Static analysis catches structural issues with no API calls needed. It checks for scope overlap between agent pairs, coverage gaps where no agent owns a domain, missing boundary language, and contradictory instructions. It works like a linter for your agent fleet.

Live probes take things a step further by generating boundary questions tailored to each agent, focusing on topics the agent should hedge on or refuse, and sending them through your LLM provider. The tool then measures whether the agent actually hedges, how confident it claims to be, and whether its responses stay consistent across repeated runs. This is how you verify that your boundary definitions actually hold up at inference time.

The output is a report you can read in your terminal, pipe into CI as JSON, or paste into a PR as Markdown. Static checks are free and fast enough to run on every commit. Live probes are better suited to PRs or nightly runs, and budgets are configurable so you stay in control of cost.


Quick Start

Install
# Go install
go install github.com/thinkwright/agent-evals@latest

# Or Homebrew
brew install thinkwright/tap/agent-evals
Static analysis (no API key needed)
agent-evals check ./agents/
Full test with live probes
export ANTHROPIC_API_KEY=sk-ant-...
agent-evals test ./agents/ --provider anthropic

Commands

Static Analysis
check

Reads agent definitions from disk, extracts domains, computes overlap, flags conflicts and gaps. No API calls, no credentials required.
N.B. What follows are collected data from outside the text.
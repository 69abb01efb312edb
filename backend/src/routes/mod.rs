//! Route definitions for the ERP back-office

use axum::{
    middleware,
    routing::{delete, get, post},
    Router,
};

use crate::{handlers, middleware::auth_middleware, AppState};

/// Create API routes
pub fn api_routes(state: AppState) -> Router<AppState> {
    Router::new()
        // Health check (public)
        .route("/health", get(handlers::health_check))
        // Protected routes
        .merge(protected_routes(state))
}

/// Everything behind a bearer token
fn protected_routes(state: AppState) -> Router<AppState> {
    Router::new()
        .route("/dashboard", get(handlers::get_dashboard))
        .nest("/customers", customer_routes())
        .nest("/products", product_routes())
        .nest("/stock", stock_routes())
        .nest("/orders", order_routes())
        .nest("/planning", planning_routes())
        .nest("/notifications", notification_routes())
        .route_layer(middleware::from_fn_with_state(state, auth_middleware))
}

/// Customer routes
fn customer_routes() -> Router<AppState> {
    Router::new()
        .route("/", get(handlers::list_customers).post(handlers::create_customer))
        .route(
            "/:customer_id",
            get(handlers::get_customer)
                .put(handlers::update_customer)
                .delete(handlers::delete_customer),
        )
}

/// Product catalogue routes
fn product_routes() -> Router<AppState> {
    Router::new()
        .route("/", get(handlers::list_products).post(handlers::create_product))
        .route(
            "/:product_id",
            get(handlers::get_product)
                .put(handlers::update_product)
                .delete(handlers::delete_product),
        )
        .route("/:product_id/archive", post(handlers::archive_product))
        .route("/:product_id/restore", post(handlers::restore_product))
        // Stock
        .route("/:product_id/adjust-stock", post(handlers::adjust_stock))
        .route("/:product_id/movements", get(handlers::get_product_movements))
}

/// Stock journal routes
fn stock_routes() -> Router<AppState> {
    Router::new().route("/movements", get(handlers::list_movements))
}

/// Order routes
fn order_routes() -> Router<AppState> {
    Router::new()
        .route("/", get(handlers::list_orders).post(handlers::create_order))
        .route("/stats", get(handlers::get_order_stats))
        .route(
            "/:order_id",
            get(handlers::get_order)
                .put(handlers::update_order)
                .delete(handlers::delete_order),
        )
        .route("/:order_id/status", post(handlers::change_order_status))
}

/// Planning calendar routes
fn planning_routes() -> Router<AppState> {
    Router::new()
        .route("/", get(handlers::get_planning_overview))
        .route("/events", get(handlers::list_events).post(handlers::add_event))
        .route("/events/:event_id", delete(handlers::delete_event))
}

/// Notification routes
fn notification_routes() -> Router<AppState> {
    Router::new()
        .route("/", get(handlers::get_notifications))
        .route("/unread-count", get(handlers::get_unread_count))
        .route("/mark-all-read", post(handlers::mark_all_as_read))
        .route("/generate", post(handlers::generate_notifications))
        .route("/:notification_id/read", post(handlers::mark_as_read))
}
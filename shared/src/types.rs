//! Common types used across the back-office

use chrono::NaiveDate;
use serde::{Deserialize, Serialize};

/// Inclusive date range
#[derive(Debug, Clone, Copy, PartialEq, Eq, Serialize, Deserialize)]
pub struct DateRange {
    pub start: NaiveDate,
    pub end: NaiveDate,
}

impl DateRange {
    /// Builds a range, or `None` when `end` is before `start`
    pub fn new(start: NaiveDate, end: NaiveDate) -> Option<Self> {
        (end >= start).then_some(Self { start, end })
    }

    pub fn contains(&self, date: NaiveDate) -> bool {
        self.start <= date && date <= self.end
    }

    /// True when both ranges share at least one day
    pub fn overlaps(&self, other: &DateRange) -> bool {
        self.start <= other.end && other.start <= self.end
    }
}

/// Default number of rows returned by list endpoints
pub const DEFAULT_LIST_LIMIT: i64 = 100;

/// Upper bound for a caller-supplied list limit
pub const MAX_LIST_LIMIT: i64 = 500;

/// Clamp a requested list size into `1..=MAX_LIST_LIMIT`
pub fn clamp_limit(requested: Option<i64>) -> i64 {
    requested.unwrap_or(DEFAULT_LIST_LIMIT).clamp(1, MAX_LIST_LIMIT)
}

#[cfg(test)]
mod tests {
    use super::*;

    fn date(d: u32) -> NaiveDate {
        NaiveDate::from_ymd_opt(2024, 4, d).unwrap()
    }

    #[test]
    fn test_range_rejects_reversed_dates() {
        assert!(DateRange::new(date(5), date(4)).is_none());
        assert!(DateRange::new(date(5), date(5)).is_some());
    }

    #[test]
    fn test_overlaps_on_shared_boundary() {
        let a = DateRange::new(date(1), date(5)).unwrap();
        let b = DateRange::new(date(5), date(9)).unwrap();
        let c = DateRange::new(date(6), date(9)).unwrap();
        assert!(a.overlaps(&b));
        assert!(!a.overlaps(&c));
        assert!(a.contains(date(5)));
    }

    #[test]
    fn test_clamp_limit() {
        assert_eq!(clamp_limit(None), DEFAULT_LIST_LIMIT);
        assert_eq!(clamp_limit(Some(0)), 1);
        assert_eq!(clamp_limit(Some(10_000)), MAX_LIST_LIMIT);
    }
}
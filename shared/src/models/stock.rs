//! Stock movement models and the arithmetic behind every stock change

use std::fmt;
use std::str::FromStr;

use serde::{Deserialize, Serialize};
use thiserror::Error;
use uuid::Uuid;

/// Kind of stock movement recorded in the audit trail
#[derive(Debug, Clone, Copy, PartialEq, Eq, Hash, Serialize, Deserialize)]
#[serde(rename_all = "lowercase")]
pub enum MovementType {
    /// Goods received or returned to stock
    In,
    /// Goods leaving stock
    Out,
    /// Stock set to an absolute level after a count
    Adjustment,
}

impl MovementType {
    pub fn as_str(&self) -> &'static str {
        match self {
            MovementType::In => "in",
            MovementType::Out => "out",
            MovementType::Adjustment => "adjustment",
        }
    }
}

impl fmt::Display for MovementType {
    fn fmt(&self, f: &mut fmt::Formatter<'_>) -> fmt::Result {
        match self {
            MovementType::In => write!(f, "In"),
            MovementType::Out => write!(f, "Out"),
            MovementType::Adjustment => write!(f, "Adjustment"),
        }
    }
}

impl FromStr for MovementType {
    type Err = StockError;

    fn from_str(s: &str) -> Result<Self, Self::Err> {
        match s {
            "in" => Ok(MovementType::In),
            "out" => Ok(MovementType::Out),
            "adjustment" => Ok(MovementType::Adjustment),
            other => Err(StockError::UnknownMovementType(other.to_string())),
        }
    }
}

/// How a manual "out" larger than the available stock is handled
#[derive(Debug, Clone, Copy, PartialEq, Eq, Default, Serialize, Deserialize)]
#[serde(rename_all = "lowercase")]
pub enum OutPolicy {
    /// Remove what is there and stop at zero
    #[default]
    Clamp,
    /// Refuse the movement
    Reject,
}

/// Current stock of one product, as read under lock
#[derive(Debug, Clone, PartialEq, Eq)]
pub struct StockLevel {
    pub product_id: Uuid,
    pub reference: String,
    pub current_stock: i32,
}

/// A single planned stock change, ready to be written with its movement row
#[derive(Debug, Clone, PartialEq, Eq, Serialize)]
pub struct StockChange {
    pub product_id: Uuid,
    pub movement_type: MovementType,
    /// Quantity recorded on the movement. For adjustments this is the new level.
    pub quantity: i32,
    pub stock_before: i32,
    pub stock_after: i32,
}

impl StockChange {
    /// Signed change applied to the product
    pub fn delta(&self) -> i32 {
        self.stock_after - self.stock_before
    }
}

/// A product that cannot cover the requested quantity
#[derive(Debug, Clone, PartialEq, Eq, Serialize)]
pub struct Shortfall {
    pub product_id: Uuid,
    pub reference: String,
    pub requested: i64,
    pub available: i64,
}

impl Shortfall {
    pub fn missing(&self) -> i64 {
        self.requested - self.available
    }
}

/// Errors raised by the stock rules
#[derive(Debug, Clone, PartialEq, Eq, Error)]
pub enum StockError {
    #[error("quantity must be positive")]
    NonPositiveQuantity,

    #[error("stock level cannot be negative")]
    NegativeLevel,

    #[error("insufficient stock for {}", describe_shortfalls(.0))]
    Insufficient(Vec<Shortfall>),

    #[error("product {0} is not part of the stock snapshot")]
    UnknownProduct(Uuid),

    #[error("unknown movement type: {0}")]
    UnknownMovementType(String),

    #[error("stock quantity out of range")]
    Overflow,
}

/// Render shortfalls as "REF (requested 5, available 2)" joined by commas
pub fn describe_shortfalls(shortfalls: &[Shortfall]) -> String {
    shortfalls
        .iter()
        .map(|s| {
            format!(
                "{} (requested {}, available {})",
                s.reference, s.requested, s.available
            )
        })
        .collect::<Vec<_>>()
        .join(", ")
}

/// Plan a manual stock movement against the current level.
///
/// `In` adds the quantity. `Out` removes it; when it exceeds the stock the
/// policy decides between stopping at zero (the change then records what was
/// actually removed) and refusing. `Adjustment` sets the level to `quantity`.
pub fn plan_manual_movement(
    level: &StockLevel,
    movement_type: MovementType,
    quantity: i32,
    policy: OutPolicy,
) -> Result<StockChange, StockError> {
    let before = level.current_stock;

    let (recorded, after) = match movement_type {
        MovementType::In => {
            if quantity <= 0 {
                return Err(StockError::NonPositiveQuantity);
            }
            let after = before.checked_add(quantity).ok_or(StockError::Overflow)?;
            (quantity, after)
        }
        MovementType::Out => {
            if quantity <= 0 {
                return Err(StockError::NonPositiveQuantity);
            }
            let removed = if quantity > before {
                match policy {
                    OutPolicy::Clamp => before,
                    OutPolicy::Reject => {
                        return Err(StockError::Insufficient(vec![Shortfall {
                            product_id: level.product_id,
                            reference: level.reference.clone(),
                            requested: i64::from(quantity),
                            available: i64::from(before),
                        }]));
                    }
                }
            } else {
                quantity
            };
            (removed, before - removed)
        }
        MovementType::Adjustment => {
            if quantity < 0 {
                return Err(StockError::NegativeLevel);
            }
            (quantity, quantity)
        }
    };

    Ok(StockChange {
        product_id: level.product_id,
        movement_type,
        quantity: recorded,
        stock_before: before,
        stock_after: after,
    })
}
/// Replace the lines of an order and store the new total
async fn write_lines(
    conn: &mut PgConnection,
    order_id: Uuid,
    lines: &[OrderLine],
) -> AppResult<Decimal> {
    sqlx::query("DELETE FROM order_items WHERE order_id = $1")
        .bind(order_id)
        .execute(&mut *conn)
        .await?;

    for line in lines {
        sqlx::query(
            r#"
            INSERT INTO order_items (id, order_id, product_id, quantity, unit_price)
            VALUES ($1, $2, $3, $4, $5)
            "#,
        )
        .bind(Uuid::new_v4())
        .bind(order_id)
        .bind(line.product_id)
        .bind(line.quantity)
        .bind(line.unit_price)
        .execute(&mut *conn)
        .await?;
    }

    let total = order_total(lines);
    sqlx::query("UPDATE orders SET total_amount = $2, updated_at = NOW() WHERE id = $1")
        .bind(order_id)
        .bind(total)
        .execute(&mut *conn)
        .await?;

    Ok(total)
}

/// Move an order to `to`, applying its stock effect.
///
/// Must run inside a transaction: on error the caller drops it and nothing
/// is written.
#[tracing::instrument(skip(conn, actor), fields(user_id = %actor.user_id))]
pub async fn apply_transition(
    conn: &mut PgConnection,
    order_id: Uuid,
    to: OrderStatus,
    actor: &Actor,
) -> AppResult<TransitionOutcome> {
    let locked = lock_order(conn, order_id).await?;
    let from = locked.status.parse::<OrderStatus>()?;
    let effect = plan_stock_effect(from, to, locked.stock_debited)?;

    if from == to {
        return Ok(TransitionOutcome {
            previous_status: from,
            status: to,
            stock_effect: StockEffect::None,
            movements: Vec::new(),
        });
    }

    let mut movements = Vec::new();
    if matches!(effect, StockEffect::Debit | StockEffect::Restore) {
        let lines = load_lines(conn, order_id).await?;
        let product_ids: Vec<Uuid> = aggregate_demand(&lines).into_keys().collect();
        let levels = stock::lock_stock_levels(conn, &product_ids).await?;

        let changes = match plan_stock_changes(effect, &lines, &levels) {
            Ok(changes) => changes,
            Err(StockError::Insufficient(shortfalls)) => {
                tracing::warn!(
                    order_number = %locked.order_number,
                    shortfalls = %shared::describe_shortfalls(&shortfalls),
                    "Confirmation rejected for insufficient stock"
                );
                return Err(AppError::InsufficientStock(shortfalls));
            }
            Err(err) => return Err(err.into()),
        };

        let reason = match effect {
            StockEffect::Debit => format!("Order {} confirmed", locked.order_number),
            _ => format!("Order {} cancelled", locked.order_number),
        };

        for change in &changes {
            movements.push(stock::apply_change(conn, change, &reason, Some(order_id), actor).await?);
        }
    }

    sqlx::query(
        "UPDATE orders SET status = $2, stock_debited = $3, updated_at = NOW() WHERE id = $1",
    )
    .bind(order_id)
    .bind(to.as_str())
    .bind(effect.holds_stock_after(locked.stock_debited))
    .execute(&mut *conn)
    .await?;

    tracing::info!(
        order_number = %locked.order_number,
        from = from.as_str(),
        to = to.as_str(),
        effect = ?effect,
        movements = movements.len(),
        "Order status changed"
    );

    Ok(TransitionOutcome {
        previous_status: from,
        status: to,
        stock_effect: effect,
        movements,
    })
}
  • Domain extraction across 19 recognized categories
  • Pairwise overlap via Jaccard + LCS
  • Conflict detection for contradictory instructions
  • Coverage gap identification
  • Boundary and uncertainty language scoring
Static + Live Probes
test

Everything in check, plus live boundary probes sent through your LLM provider. Measures real agent behavior.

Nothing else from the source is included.